Realistically, I think the only way business I.T. will ever change, is for the
metrics to change. Rather than the stupid and threatening measure of "don't
screw up, ever, or else" and these 99.999999999% uptime numbers, I.T. must be
guided under a new principle: "evolve constantly, at a reasonable pace, taking
acceptable risks".

What's frustrating to me is that they "freeze", wanting to delay change as
long as possible, not appreciating the irony that a snowball is being created.
If they wait 5 years to upgrade a browser instead of 1 or 2, the cost of a
mistake is far higher. If they refuse to allow beta software, ever, they are
losing lead time on detecting possible issues. The list goes on.

------
Pherdnut
I'm a web developer who once worked as a low-level IT guy and I'm sorry but
the excuses in the ZD comments just aren't flying with me.

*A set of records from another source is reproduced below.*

use std::fmt;

use chrono::NaiveDate;
use rust_decimal::Decimal;
use serde::de::{self, Visitor};
use serde::{Deserialize, Deserializer, Serialize, Serializer};

/// Items expiring within this many days are flagged as Expiring.
pub const EXPIRY_WARNING_DAYS: i64 = 90;

#[derive(Debug, Clone, Copy, PartialEq, Eq)]
pub enum Department {
    Pharmacy,
    Lab,
}

impl Department {
    pub fn parse(s: &str) -> Option<Self> {
        match s {
            "pharmacy" => Some(Department::Pharmacy),
            "lab" => Some(Department::Lab),
            _ => None,
        }
    }

    pub fn as_str(&self) -> &'static str {
        match self {
            Department::Pharmacy => "pharmacy",
            Department::Lab => "lab",
        }
    }
}

impl fmt::Display for Department {
    fn fmt(&self, f: &mut fmt::Formatter<'_>) -> fmt::Result {
        f.write_str(self.as_str())
    }
}

#[derive(Debug, Clone, Copy, PartialEq, Eq, Serialize)]
pub enum StockStatus {
    Good,
    #[serde(rename = "Low Stock")]
    LowStock,
    #[serde(rename = "Out of Stock")]
    OutOfStock,
    Expiring,
}

impl fmt::Display for StockStatus {
    fn fmt(&self, f: &mut fmt::Formatter<'_>) -> fmt::Result {
        let label = match self {
            StockStatus::Good => "Good",
            StockStatus::LowStock => "Low Stock",
            StockStatus::OutOfStock => "Out of Stock",
            StockStatus::Expiring => "Expiring",
        };
        f.write_str(label)
    }
}

/// Pure stock-level rule, first match wins.
pub fn classify(stock: u32, min_level: u32) -> StockStatus {
    if stock == 0 {
        return StockStatus::OutOfStock;
    }
    if stock <= min_level {
        return StockStatus::LowStock;
    }
    StockStatus::Good
}

/// Expiry date, or the "N/A" sentinel for non-perishables.
#[derive(Debug, Clone, Copy, PartialEq, Eq)]
pub enum Expiry {
    On(NaiveDate),
    NonPerishable,
}

impl Expiry {
    /// True when the date falls within the warning window of `today`,
    /// past dates included. Non-perishables never expire.
    pub fn within_warning(&self, today: NaiveDate) -> bool {
        match self {
            Expiry::On(date) => (*date - today).num_days() <= EXPIRY_WARNING_DAYS,
            Expiry::NonPerishable => false,
        }
    }

    pub fn is_past(&self, today: NaiveDate) -> bool {
        match self {
            Expiry::On(date) => *date < today,
            Expiry::NonPerishable => false,
        }
    }
}

impl fmt::Display for Expiry {
    fn fmt(&self, f: &mut fmt::Formatter<'_>) -> fmt::Result {
        match self {
            Expiry::On(date) => write!(f, "{}", date.format("%Y-%m-%d")),
            Expiry::NonPerishable => f.write_str("N/A"),
        }
    }
}

impl Serialize for Expiry {
    fn serialize<S: Serializer>(&self, serializer: S) -> Result<S::Ok, S::Error> {
        serializer.collect_str(self)
    }
}

impl<'de> Deserialize<'de> for Expiry {
    fn deserialize<D: Deserializer<'de>>(deserializer: D) -> Result<Self, D::Error> {
        struct ExpiryVisitor;

        impl<'de> Visitor<'de> for ExpiryVisitor {
            type Value = Expiry;

            fn expecting(&self, f: &mut fmt::Formatter<'_>) -> fmt::Result {
                f.write_str("a date in YYYY-MM-DD form or \"N/A\"")
            }

            fn visit_str<E: de::Error>(self, value: &str) -> Result<Expiry, E> {
                if value.is_empty() || value.eq_ignore_ascii_case("n/a") {
                    return Ok(Expiry::NonPerishable);
                }
                NaiveDate::parse_from_str(value, "%Y-%m-%d")
                    .map(Expiry::On)
                    .map_err(|_| E::invalid_value(de::Unexpected::Str(value), &self))
            }
        }

        deserializer.deserialize_str(ExpiryVisitor)
    }
}

/// Department-specific column: pharmacy rows carry a unit price, lab rows
/// a unit of measure. Flattened into item JSON as `price` or `unit`.
#[derive(Debug, Clone, PartialEq, Serialize, Deserialize)]
#[serde(rename_all = "lowercase")]
pub enum ItemDetail {
    Price(Decimal),
    Unit(String),
}

impl ItemDetail {
    pub fn matches(&self, department: Department) -> bool {
        matches!(
            (self, department),
            (ItemDetail::Price(_), Department::Pharmacy) | (ItemDetail::Unit(_), Department::Lab)
        )
    }

    pub fn price(&self) -> Option<Decimal> {
        match self {
            ItemDetail::Price(price) => Some(*price),
            ItemDetail::Unit(_) => None,
        }
    }
}

#[derive(Debug, Clone, PartialEq, Serialize, Deserialize)]
pub struct InventoryItem {
    pub id: i64,
    pub name: String,
    pub category: String,
    pub stock: u32,
    pub min_level: u32,
    pub expiry: Expiry,
    #[serde(flatten)]
    pub detail: ItemDetail,
}

impl InventoryItem {
    /// Derived status. Out-of-stock always wins; a near or past expiry
    /// flags the item before the low-stock comparison is consulted.
    pub fn status(&self, today: NaiveDate) -> StockStatus {
        if self.stock == 0 {
            return StockStatus::OutOfStock;
        }
        if self.expiry.within_warning(today) {
            return StockStatus::Expiring;
        }
        classify(self.stock, self.min_level)
    }

    /// Stock on hand times unit price; zero for lab items.
    pub fn stock_value(&self) -> Decimal {
        match self.detail.price() {
            Some(price) => Decimal::from(self.stock) * price,
            None => Decimal::ZERO,
        }
    }
}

First of all, any app that breaks in everything but IE 6 was written by
somebody who is incompetent. Any business whose success hinges on such an app
was equally incompetent in choosing it.

And let me make this very clear. We write our apps for modern browsers first
and then fix the various flukes and oversights that have made IE 6 such a
royal pain to deal with last and we are doing so in even quicker and dirtier
ways the longer it drags on. I work at a major retailer that was probably also
late in upgrading from IE 6 and even our managers are sick of hearing about
what we can't do because IE 6 has market share and have stopped caring if
people get an obviously subpar or uglier experience on that ridiculous browser
if it shaves a week or two off of development.

And what, you're worried about security? That's why you're sticking it out
with IE 6 and an ancient version of Outlook? Please.

Any IT department that's still on IE 6 is being run by somebody who was
probably more attracted to IT for the favorable pay to training ratio and who
has too little faith in their abilities and the abilities of the people
they're responsible for to upgrade a freaking browser for crying out loud.

I don't care about how big your networks are. I don't care about your
ridiculous IE 6-only apps that you should have been searching for alternatives
to six months after IE 7 came out and you still didn't get updates from the
"developers" (hacks with a GUI IDE of some sort more likely). If you're still
on IE 6 you're not really interested in information technology, you don't know
what you're doing and it's no surprise that management has started favoring
cheap labor from overseas over homegrown incompetence. It's not like you're
any better at communicating or have fewer excuses than some guy they picked up
off the street in India anyway.

Cheap shot? Sure it is but how come nobody is coming after my job? It's not
like JavaScript syntax is hard or anything right? If IT professionals were
doing what they ought to be doing, which is continually honing their skills
and improving the productivity of businesses rather than holding them back for
fear of revealing their own incompetence they'd be seen as an asset rather
than a necessary evil and an expense.

If your business is still on IE 6, whoever is responsible doesn't deserve
their job as far as I'm concerned.